▸ Problem statement:
What is needed is an exact retyping of the records below, from the first line through the line that contains "pub mod assertions;".

(Collected data entries)
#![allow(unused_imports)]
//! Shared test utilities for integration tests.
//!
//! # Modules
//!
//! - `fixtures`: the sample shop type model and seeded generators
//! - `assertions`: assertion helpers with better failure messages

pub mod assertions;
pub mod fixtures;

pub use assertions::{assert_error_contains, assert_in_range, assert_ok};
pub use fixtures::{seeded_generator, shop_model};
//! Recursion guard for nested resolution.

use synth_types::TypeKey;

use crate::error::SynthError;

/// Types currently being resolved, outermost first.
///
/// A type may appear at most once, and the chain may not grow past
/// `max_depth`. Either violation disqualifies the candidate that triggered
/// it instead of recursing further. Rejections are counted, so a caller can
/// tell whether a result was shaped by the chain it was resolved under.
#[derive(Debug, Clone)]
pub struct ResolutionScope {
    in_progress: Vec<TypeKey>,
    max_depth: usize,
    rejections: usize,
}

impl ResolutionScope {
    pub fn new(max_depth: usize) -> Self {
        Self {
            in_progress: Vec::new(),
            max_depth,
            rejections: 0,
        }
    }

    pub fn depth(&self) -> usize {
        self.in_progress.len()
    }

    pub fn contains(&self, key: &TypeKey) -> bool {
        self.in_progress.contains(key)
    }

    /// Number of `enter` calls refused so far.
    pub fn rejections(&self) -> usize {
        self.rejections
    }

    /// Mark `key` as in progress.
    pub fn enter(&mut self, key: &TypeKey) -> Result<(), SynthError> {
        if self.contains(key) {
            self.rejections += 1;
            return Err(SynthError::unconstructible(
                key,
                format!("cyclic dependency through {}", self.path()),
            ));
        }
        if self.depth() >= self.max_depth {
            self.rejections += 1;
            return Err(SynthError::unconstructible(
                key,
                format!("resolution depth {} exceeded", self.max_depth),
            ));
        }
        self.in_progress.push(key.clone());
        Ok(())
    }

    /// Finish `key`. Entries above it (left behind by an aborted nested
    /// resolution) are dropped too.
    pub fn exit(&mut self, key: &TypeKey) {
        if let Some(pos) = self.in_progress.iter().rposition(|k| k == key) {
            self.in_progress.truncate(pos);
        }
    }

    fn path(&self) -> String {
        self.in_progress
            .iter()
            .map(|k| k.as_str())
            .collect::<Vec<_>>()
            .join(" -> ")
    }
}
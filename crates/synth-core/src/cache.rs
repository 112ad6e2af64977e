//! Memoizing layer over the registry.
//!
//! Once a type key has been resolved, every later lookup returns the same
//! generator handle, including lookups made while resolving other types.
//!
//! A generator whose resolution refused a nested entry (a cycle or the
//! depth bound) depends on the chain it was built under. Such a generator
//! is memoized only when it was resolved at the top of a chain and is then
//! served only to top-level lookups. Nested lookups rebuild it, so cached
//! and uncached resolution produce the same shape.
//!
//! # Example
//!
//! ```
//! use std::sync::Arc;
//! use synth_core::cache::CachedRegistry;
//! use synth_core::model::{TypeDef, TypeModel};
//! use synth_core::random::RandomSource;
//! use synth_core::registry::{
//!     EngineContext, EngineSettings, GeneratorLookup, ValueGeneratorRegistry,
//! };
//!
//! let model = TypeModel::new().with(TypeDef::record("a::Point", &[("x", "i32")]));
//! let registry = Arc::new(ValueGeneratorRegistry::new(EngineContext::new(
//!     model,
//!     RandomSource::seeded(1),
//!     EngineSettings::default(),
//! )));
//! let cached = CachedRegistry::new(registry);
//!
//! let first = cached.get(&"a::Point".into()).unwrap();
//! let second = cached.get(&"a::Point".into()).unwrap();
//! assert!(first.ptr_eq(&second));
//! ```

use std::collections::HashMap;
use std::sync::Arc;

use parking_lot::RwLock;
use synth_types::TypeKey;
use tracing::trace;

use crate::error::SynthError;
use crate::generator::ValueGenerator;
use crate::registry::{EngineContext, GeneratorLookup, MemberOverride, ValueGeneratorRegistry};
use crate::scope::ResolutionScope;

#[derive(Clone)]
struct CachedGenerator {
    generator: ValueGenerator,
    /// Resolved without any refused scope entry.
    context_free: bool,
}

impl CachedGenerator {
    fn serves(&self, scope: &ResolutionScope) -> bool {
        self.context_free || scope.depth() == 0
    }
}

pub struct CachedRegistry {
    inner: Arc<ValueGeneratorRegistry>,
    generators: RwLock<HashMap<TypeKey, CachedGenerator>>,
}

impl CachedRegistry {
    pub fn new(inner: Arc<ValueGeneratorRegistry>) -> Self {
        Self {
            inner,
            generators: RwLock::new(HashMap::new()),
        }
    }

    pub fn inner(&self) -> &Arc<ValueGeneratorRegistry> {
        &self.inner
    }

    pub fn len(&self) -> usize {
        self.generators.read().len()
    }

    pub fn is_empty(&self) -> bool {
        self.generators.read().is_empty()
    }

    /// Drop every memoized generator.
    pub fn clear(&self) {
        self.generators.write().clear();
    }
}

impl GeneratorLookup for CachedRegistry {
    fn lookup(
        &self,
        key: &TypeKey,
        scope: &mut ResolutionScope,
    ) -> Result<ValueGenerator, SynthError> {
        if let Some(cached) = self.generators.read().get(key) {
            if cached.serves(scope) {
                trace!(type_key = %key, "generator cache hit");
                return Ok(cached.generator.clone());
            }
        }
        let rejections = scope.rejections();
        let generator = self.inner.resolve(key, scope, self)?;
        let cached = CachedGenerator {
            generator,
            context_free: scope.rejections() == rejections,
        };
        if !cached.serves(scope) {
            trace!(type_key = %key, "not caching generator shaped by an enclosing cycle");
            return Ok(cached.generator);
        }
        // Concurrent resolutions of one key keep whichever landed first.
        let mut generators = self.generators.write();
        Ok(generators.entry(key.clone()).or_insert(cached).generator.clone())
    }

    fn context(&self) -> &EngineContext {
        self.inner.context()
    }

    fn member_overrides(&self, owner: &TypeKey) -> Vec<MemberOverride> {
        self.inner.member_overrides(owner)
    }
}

▸ Result of the exercise:
#![allow(unused_imports)]
//! Shared test utilities for integration tests.
//!
//! # Modules
//!
//! - `fixtures`: the sample shop type model and seeded generators
//! - `assertions`: assertion helpers with better failure messages

pub mod assertions;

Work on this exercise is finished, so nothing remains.